START Exercise material

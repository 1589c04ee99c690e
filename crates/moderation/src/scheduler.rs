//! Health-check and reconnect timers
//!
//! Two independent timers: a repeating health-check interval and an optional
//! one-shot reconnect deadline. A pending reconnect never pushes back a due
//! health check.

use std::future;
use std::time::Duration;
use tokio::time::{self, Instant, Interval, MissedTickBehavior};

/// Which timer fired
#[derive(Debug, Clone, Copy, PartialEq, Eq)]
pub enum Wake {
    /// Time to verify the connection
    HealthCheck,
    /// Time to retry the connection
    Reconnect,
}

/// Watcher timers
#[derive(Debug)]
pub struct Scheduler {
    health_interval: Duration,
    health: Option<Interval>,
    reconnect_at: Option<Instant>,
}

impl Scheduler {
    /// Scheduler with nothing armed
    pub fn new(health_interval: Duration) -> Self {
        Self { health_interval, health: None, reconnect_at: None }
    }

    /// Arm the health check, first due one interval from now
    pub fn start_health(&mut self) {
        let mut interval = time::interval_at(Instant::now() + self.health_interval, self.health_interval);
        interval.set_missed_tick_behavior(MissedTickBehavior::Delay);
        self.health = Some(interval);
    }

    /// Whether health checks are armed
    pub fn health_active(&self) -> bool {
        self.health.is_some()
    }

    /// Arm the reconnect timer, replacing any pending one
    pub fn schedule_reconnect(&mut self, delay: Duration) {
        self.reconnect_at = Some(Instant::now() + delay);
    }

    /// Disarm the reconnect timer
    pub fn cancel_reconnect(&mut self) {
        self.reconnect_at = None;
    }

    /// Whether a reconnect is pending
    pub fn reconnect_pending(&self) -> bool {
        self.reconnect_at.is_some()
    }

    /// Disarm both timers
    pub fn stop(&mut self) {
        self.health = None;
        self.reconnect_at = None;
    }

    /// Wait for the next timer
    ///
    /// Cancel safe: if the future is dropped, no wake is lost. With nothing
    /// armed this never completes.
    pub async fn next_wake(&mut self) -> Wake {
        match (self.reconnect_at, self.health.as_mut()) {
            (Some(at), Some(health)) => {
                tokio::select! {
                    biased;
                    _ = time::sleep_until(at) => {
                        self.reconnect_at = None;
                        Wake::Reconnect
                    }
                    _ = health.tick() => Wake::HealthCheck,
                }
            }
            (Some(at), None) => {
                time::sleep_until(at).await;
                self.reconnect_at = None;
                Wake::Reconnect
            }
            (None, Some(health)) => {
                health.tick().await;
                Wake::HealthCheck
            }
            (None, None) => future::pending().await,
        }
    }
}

END Exercise material
START Exercise material

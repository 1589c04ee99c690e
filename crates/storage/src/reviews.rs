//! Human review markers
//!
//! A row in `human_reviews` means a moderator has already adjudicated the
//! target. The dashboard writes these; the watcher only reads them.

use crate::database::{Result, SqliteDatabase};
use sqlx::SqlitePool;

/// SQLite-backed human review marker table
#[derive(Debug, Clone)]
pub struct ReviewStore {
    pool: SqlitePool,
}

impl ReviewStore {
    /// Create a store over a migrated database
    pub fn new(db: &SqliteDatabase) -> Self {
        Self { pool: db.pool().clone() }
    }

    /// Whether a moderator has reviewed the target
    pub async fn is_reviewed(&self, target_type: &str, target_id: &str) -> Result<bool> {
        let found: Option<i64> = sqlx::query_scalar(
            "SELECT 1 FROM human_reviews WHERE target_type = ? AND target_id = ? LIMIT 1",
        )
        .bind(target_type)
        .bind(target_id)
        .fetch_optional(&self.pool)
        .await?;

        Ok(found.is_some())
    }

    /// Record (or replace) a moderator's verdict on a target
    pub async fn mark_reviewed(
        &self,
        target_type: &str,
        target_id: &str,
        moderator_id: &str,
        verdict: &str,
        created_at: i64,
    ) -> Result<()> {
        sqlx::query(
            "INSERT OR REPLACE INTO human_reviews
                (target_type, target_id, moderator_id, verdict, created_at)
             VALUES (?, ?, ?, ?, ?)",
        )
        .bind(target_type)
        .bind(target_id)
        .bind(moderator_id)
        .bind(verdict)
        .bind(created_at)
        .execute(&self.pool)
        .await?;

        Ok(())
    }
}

END Exercise material

## What you need to do
Whenever a line in the entries holds the word "HealthCheck", copy that line.

## Solution to this task
    HealthCheck,
                    _ = health.tick() => Wake::HealthCheck,
                Wake::HealthCheck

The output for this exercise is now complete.